To find small-molecule regulators of RXR alpha, a phytochemical study of Hypericum elodeoides was conducted. Fifteen compounds, including the new 1 and 6, were isolated from the whole plant of H. elodeoides. The absolute configuration of 1 was assigned by comparison of experimental and calculated ECD data. Compounds 1 and 6 exhibited concentration-dependent inhibitory effects on RXR alpha transcription and selectively inhibited the proliferation of HeLa cells. Western blot analysis suggested that 1 and 6 induced apoptosis of HeLa cells with time- and dose-dependent PARP cleavage.

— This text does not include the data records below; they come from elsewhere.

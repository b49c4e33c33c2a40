use serde::{Deserialize, Serialize};

use crate::core::{PlotGeometry, ProjectedPoint, StepInfo};

/// Fixed-radius marker centered on one projected point.
#[derive(Debug, Clone, Copy, PartialEq, Serialize, Deserialize)]
pub struct DotMarker {
    pub center: ProjectedPoint,
    pub radius: f64,
}

impl DotMarker {
    /// Enclosing square as `(x, y, width, height)`.
    #[must_use]
    pub fn bounds(&self) -> (f64, f64, f64, f64) {
        let diameter = self.radius * 2.0;
        (
            self.center.x - self.radius,
            self.center.y - self.radius,
            diameter,
            diameter,
        )
    }
}

/// Vertex lists consumed by the render stage.
///
/// `peak_line` is an open polyline; `fill_outline` is explicitly closed (its
/// last vertex repeats the first).
#[derive(Debug, Clone, Default, PartialEq, Serialize, Deserialize)]
pub struct GraphPaths {
    pub peak_line: Vec<ProjectedPoint>,
    pub fill_outline: Vec<ProjectedPoint>,
    pub dot_markers: Vec<DotMarker>,
}

impl GraphPaths {
    #[must_use]
    pub fn empty() -> Self {
        Self::default()
    }

    #[must_use]
    pub fn is_empty(&self) -> bool {
        self.peak_line.is_empty() && self.fill_outline.is_empty() && self.dot_markers.is_empty()
    }
}

/// Derives all vertex lists; a single point has no line and yields empty paths.
#[must_use]
pub fn build_graph_paths(
    points: &[ProjectedPoint],
    step_info: &StepInfo,
    geometry: &PlotGeometry,
) -> GraphPaths {
    if points.len() < 2 {
        return GraphPaths::empty();
    }

    GraphPaths {
        peak_line: peak_line(points, step_info, geometry),
        fill_outline: fill_outline(points, step_info, geometry),
        dot_markers: dot_markers(points, geometry.dot_radius_px),
    }
}

/// Lead-in vertex at the label gutter, half a step above the first point.
fn lead_in(first: ProjectedPoint, step_info: &StepInfo, geometry: &PlotGeometry) -> ProjectedPoint {
    ProjectedPoint::new(
        geometry.label_gutter_px,
        first.y - step_info.step_height_px / 2.0,
    )
}

#[must_use]
pub fn peak_line(
    points: &[ProjectedPoint],
    step_info: &StepInfo,
    geometry: &PlotGeometry,
) -> Vec<ProjectedPoint> {
    if points.len() < 2 {
        return Vec::new();
    }
    let first = points[0];

    let mut path = Vec::with_capacity(points.len() + 1);
    path.push(lead_in(first, step_info, geometry));
    path.extend_from_slice(points);
    path
}

/// Closed outline: points, bottom-right, bottom-left, lead-in, first point.
#[must_use]
pub fn fill_outline(
    points: &[ProjectedPoint],
    step_info: &StepInfo,
    geometry: &PlotGeometry,
) -> Vec<ProjectedPoint> {
    if points.len() < 2 {
        return Vec::new();
    }
    let first = points[0];

    let basis_y = geometry.basis_y();
    let mut outline = Vec::with_capacity(points.len() + 4);
    outline.extend_from_slice(points);
    outline.push(ProjectedPoint::new(geometry.frame.width, basis_y));
    outline.push(ProjectedPoint::new(geometry.label_gutter_px, basis_y));
    outline.push(lead_in(first, step_info, geometry));
    outline.push(first);
    outline
}

#[must_use]
pub fn dot_markers(points: &[ProjectedPoint], radius: f64) -> Vec<DotMarker> {
    if points.len() < 2 {
        return Vec::new();
    }
    points
        .iter()
        .map(|&center| DotMarker { center, radius })
        .collect()
}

A caspase activation assay indicated that these two compounds triggered caspase-8 activation to induce apoptosis by the extrinsic pathway. Molecular docking results suggested that 1 and 6 interacted with the Arg319 moiety of RXR alpha-LBD. Ligands binding to RXR alpha have shown promise in the discovery of anticancer drugs. A fluorescence quenching assay indicated the binding of 1 and 6 to the RXR alpha with the binding constant (K-D) fitted as 68.3 and 14.0 mu M, respectively. A preliminary SAR study of the isolates was conducted to enhance the knowledge of the RXR alpha ligands. Thus, 1 and 6 might act as the small-molecule regulators of RXR alpha, which target RXR alpha and mediate HeLa cell apoptosis through the extrinsic pathways.